Exercise ::
At the line containing "if let Err(e) = sensor.init()", begin retyping, and continue word for word until the records below run out.

Source material ::
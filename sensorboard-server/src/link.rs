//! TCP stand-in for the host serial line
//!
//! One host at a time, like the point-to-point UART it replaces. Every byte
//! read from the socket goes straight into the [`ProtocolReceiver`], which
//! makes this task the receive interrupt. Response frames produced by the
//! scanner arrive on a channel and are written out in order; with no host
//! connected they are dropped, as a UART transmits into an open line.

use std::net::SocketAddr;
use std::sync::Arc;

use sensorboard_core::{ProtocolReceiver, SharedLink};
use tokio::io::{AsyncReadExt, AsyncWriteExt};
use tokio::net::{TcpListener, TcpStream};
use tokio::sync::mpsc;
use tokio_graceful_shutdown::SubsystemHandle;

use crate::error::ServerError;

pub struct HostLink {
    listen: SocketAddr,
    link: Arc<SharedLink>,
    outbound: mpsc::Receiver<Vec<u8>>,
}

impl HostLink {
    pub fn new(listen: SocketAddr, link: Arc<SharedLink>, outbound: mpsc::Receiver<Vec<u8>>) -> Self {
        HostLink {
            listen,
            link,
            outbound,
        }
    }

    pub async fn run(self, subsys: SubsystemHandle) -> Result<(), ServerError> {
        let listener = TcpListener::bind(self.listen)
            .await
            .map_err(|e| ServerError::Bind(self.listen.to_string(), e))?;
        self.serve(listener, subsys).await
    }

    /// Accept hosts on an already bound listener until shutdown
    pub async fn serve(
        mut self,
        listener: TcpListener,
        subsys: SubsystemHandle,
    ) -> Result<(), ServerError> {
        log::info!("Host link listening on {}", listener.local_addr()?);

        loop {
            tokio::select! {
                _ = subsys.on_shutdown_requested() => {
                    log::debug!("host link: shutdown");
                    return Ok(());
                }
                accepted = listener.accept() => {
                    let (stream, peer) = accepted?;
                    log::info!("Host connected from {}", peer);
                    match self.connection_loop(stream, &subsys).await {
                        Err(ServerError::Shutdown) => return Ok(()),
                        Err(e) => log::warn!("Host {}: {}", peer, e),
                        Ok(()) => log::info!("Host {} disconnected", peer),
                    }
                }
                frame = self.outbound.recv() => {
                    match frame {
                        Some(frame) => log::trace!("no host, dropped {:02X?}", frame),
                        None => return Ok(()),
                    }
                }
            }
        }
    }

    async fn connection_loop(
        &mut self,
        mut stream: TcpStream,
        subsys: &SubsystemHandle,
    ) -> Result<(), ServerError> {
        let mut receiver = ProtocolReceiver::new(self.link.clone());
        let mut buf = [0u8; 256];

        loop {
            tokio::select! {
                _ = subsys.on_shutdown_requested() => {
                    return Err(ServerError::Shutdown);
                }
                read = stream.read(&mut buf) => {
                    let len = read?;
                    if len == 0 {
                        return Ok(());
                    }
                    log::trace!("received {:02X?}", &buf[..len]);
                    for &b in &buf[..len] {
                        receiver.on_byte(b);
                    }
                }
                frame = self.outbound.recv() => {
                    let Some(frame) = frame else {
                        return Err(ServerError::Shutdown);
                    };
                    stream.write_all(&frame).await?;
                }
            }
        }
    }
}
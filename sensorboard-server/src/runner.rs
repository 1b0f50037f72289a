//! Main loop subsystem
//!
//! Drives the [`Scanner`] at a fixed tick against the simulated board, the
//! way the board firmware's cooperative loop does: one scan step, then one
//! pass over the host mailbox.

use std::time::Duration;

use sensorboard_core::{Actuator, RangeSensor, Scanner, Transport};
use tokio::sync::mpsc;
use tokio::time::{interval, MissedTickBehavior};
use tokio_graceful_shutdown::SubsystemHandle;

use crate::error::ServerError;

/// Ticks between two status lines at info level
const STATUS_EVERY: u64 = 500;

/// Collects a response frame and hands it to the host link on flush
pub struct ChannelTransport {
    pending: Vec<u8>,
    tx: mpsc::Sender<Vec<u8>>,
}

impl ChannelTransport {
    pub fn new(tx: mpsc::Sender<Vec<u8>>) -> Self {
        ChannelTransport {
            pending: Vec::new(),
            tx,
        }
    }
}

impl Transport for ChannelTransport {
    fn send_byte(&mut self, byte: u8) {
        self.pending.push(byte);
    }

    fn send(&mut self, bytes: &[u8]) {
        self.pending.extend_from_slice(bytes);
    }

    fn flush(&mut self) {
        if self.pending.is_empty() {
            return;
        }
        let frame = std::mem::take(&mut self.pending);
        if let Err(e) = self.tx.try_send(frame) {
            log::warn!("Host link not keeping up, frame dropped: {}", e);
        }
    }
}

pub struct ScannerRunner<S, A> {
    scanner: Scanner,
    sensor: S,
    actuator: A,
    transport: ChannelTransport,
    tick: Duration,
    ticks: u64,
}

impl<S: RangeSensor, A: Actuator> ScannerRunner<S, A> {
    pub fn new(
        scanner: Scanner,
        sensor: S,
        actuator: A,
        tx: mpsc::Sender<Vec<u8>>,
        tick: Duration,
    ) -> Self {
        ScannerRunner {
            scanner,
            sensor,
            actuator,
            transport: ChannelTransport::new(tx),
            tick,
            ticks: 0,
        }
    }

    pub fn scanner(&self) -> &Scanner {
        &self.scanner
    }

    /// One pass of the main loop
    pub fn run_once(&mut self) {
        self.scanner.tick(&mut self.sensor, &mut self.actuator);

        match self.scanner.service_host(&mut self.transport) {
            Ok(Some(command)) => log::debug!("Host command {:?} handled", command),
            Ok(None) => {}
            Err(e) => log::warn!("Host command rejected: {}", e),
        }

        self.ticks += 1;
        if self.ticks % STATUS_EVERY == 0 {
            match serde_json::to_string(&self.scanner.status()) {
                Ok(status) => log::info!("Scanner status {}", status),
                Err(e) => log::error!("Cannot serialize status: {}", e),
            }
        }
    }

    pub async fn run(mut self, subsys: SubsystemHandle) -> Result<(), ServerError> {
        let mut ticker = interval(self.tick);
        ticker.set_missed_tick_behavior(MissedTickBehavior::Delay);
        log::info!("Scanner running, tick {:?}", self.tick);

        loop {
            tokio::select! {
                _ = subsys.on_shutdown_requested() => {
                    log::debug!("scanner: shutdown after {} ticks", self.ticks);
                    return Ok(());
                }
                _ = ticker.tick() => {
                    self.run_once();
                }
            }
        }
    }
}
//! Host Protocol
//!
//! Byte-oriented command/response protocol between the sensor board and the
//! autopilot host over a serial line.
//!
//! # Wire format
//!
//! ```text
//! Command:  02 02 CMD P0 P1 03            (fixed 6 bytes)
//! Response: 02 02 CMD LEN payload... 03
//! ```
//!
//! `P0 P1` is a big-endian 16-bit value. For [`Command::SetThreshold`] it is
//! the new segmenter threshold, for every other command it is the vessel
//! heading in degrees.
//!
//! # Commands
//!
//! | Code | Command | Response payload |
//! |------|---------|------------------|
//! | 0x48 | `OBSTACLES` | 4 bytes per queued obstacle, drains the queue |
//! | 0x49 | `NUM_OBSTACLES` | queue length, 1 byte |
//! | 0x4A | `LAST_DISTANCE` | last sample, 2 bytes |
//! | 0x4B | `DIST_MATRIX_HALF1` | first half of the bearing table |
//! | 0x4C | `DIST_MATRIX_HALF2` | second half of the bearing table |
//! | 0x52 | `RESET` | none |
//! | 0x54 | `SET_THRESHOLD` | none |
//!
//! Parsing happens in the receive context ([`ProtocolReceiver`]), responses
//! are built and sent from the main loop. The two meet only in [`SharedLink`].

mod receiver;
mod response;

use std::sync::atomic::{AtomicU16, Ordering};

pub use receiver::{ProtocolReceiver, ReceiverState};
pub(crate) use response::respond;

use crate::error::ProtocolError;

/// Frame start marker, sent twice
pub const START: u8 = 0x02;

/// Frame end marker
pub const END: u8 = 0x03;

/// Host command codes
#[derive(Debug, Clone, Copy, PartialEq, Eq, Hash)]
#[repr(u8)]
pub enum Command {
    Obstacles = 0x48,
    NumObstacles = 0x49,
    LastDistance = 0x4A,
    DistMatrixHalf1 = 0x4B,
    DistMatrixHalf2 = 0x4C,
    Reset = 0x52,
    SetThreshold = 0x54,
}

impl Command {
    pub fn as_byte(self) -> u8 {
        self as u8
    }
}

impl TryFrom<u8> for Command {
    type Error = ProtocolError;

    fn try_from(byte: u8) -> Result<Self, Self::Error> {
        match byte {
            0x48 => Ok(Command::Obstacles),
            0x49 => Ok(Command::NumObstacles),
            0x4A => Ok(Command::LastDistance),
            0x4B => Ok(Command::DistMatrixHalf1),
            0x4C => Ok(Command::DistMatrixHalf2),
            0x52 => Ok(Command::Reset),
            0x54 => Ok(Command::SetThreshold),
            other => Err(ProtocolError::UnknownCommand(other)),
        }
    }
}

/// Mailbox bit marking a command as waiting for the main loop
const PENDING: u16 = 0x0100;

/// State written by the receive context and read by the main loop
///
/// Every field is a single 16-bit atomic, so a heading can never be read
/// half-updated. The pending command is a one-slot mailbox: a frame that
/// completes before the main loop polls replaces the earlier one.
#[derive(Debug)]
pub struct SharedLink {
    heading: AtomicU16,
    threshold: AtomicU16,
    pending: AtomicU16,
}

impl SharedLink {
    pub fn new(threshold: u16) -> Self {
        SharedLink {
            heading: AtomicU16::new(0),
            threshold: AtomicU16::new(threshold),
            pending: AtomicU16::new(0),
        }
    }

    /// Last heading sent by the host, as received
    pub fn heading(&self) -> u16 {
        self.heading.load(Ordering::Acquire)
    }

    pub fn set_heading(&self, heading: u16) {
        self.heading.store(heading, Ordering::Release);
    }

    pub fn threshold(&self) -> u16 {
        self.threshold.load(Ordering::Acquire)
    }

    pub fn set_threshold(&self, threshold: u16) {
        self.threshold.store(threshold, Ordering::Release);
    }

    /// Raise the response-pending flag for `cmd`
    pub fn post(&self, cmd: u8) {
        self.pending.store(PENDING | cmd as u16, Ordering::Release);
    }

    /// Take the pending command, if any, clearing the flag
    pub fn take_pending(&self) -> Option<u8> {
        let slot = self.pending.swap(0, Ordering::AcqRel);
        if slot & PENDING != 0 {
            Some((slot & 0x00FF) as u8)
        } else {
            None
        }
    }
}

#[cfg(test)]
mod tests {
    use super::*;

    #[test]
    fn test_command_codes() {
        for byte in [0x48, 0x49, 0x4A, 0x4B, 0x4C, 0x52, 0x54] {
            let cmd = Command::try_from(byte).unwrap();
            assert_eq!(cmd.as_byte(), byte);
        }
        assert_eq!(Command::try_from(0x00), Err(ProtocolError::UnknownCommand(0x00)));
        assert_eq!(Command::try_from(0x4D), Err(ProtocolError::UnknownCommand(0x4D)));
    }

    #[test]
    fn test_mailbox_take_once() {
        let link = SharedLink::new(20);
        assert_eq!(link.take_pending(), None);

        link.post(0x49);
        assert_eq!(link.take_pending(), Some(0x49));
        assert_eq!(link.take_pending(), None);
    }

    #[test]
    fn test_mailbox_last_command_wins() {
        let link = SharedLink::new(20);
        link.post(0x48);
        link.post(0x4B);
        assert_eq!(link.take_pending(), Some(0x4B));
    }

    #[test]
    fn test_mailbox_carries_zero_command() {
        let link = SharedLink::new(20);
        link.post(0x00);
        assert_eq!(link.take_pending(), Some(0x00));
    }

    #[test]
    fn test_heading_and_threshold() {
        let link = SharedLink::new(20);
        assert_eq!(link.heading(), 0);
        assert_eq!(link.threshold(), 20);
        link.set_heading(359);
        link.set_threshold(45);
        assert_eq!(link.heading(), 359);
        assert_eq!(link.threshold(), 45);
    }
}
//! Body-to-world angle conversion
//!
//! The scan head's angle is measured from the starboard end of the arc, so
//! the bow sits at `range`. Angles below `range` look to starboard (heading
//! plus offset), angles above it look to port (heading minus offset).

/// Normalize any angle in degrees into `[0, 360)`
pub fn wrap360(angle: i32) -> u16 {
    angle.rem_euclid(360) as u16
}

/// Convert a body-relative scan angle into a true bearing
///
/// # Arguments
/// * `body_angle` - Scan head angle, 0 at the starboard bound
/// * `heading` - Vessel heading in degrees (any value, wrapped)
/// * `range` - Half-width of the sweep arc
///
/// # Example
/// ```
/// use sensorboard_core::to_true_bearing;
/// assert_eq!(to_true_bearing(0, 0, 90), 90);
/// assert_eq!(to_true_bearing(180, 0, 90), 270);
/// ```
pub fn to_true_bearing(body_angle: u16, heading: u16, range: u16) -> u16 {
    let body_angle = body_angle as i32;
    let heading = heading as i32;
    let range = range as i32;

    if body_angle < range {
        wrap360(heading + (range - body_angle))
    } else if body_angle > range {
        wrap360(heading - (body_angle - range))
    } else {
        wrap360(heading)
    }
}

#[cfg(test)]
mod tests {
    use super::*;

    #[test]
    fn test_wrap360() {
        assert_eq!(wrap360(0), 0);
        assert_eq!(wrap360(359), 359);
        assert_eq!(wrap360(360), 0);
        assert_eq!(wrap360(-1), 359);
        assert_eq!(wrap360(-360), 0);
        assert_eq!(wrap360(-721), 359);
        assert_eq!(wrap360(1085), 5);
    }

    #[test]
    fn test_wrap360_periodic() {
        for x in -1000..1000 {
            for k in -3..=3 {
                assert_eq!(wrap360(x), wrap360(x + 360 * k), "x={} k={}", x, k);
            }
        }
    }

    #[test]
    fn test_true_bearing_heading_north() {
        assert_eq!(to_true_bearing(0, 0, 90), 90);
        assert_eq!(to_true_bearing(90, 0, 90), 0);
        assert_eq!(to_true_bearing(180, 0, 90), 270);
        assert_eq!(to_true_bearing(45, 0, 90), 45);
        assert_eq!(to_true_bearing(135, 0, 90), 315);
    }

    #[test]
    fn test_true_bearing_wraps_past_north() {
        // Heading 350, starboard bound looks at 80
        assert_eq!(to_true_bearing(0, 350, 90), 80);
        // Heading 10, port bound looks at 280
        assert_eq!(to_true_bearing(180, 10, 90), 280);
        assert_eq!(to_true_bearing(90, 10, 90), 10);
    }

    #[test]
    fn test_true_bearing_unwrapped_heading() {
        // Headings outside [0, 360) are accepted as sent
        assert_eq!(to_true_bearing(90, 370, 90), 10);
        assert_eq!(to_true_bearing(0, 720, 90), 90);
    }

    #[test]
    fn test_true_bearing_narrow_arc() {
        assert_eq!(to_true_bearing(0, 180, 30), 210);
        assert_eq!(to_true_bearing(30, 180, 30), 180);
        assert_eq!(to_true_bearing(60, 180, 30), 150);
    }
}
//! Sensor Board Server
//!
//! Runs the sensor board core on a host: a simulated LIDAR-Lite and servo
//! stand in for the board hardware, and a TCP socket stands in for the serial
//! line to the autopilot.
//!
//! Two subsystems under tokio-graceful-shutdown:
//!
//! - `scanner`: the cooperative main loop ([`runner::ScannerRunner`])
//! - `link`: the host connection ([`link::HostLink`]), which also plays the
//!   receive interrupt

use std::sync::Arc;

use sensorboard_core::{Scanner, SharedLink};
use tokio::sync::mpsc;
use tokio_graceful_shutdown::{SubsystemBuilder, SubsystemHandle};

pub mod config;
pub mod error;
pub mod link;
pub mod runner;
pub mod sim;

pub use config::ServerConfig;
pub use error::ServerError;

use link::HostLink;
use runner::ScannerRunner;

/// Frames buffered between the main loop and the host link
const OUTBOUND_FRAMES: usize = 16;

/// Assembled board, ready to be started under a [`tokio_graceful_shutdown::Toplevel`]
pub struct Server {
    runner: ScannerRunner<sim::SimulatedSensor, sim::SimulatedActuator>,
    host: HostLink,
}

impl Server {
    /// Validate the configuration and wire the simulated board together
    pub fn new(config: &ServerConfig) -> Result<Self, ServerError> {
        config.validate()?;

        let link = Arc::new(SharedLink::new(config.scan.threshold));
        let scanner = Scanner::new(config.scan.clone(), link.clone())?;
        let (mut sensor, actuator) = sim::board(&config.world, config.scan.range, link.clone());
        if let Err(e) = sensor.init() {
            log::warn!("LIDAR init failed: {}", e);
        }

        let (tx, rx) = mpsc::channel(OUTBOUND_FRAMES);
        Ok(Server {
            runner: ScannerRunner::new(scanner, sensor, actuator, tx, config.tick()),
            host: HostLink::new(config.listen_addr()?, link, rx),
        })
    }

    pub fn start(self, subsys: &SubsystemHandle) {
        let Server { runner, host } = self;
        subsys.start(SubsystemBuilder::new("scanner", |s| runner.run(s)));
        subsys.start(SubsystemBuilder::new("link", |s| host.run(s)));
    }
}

Finished task ::
        if let Err(e) = sensor.init() {
            log::warn!("LIDAR init failed: {}", e);
        }

        let (tx, rx) = mpsc::channel(OUTBOUND_FRAMES);
        Ok(Server {
            runner: ScannerRunner::new(scanner, sensor, actuator, tx, config.tick()),
            host: HostLink::new(config.listen_addr()?, link, rx),
        })
    }

    pub fn start(self, subsys: &SubsystemHandle) {
        let Server { runner, host } = self;
        subsys.start(SubsystemBuilder::new("scanner", |s| runner.run(s)));
        subsys.start(SubsystemBuilder::new("link", |s| host.run(s)));
    }
}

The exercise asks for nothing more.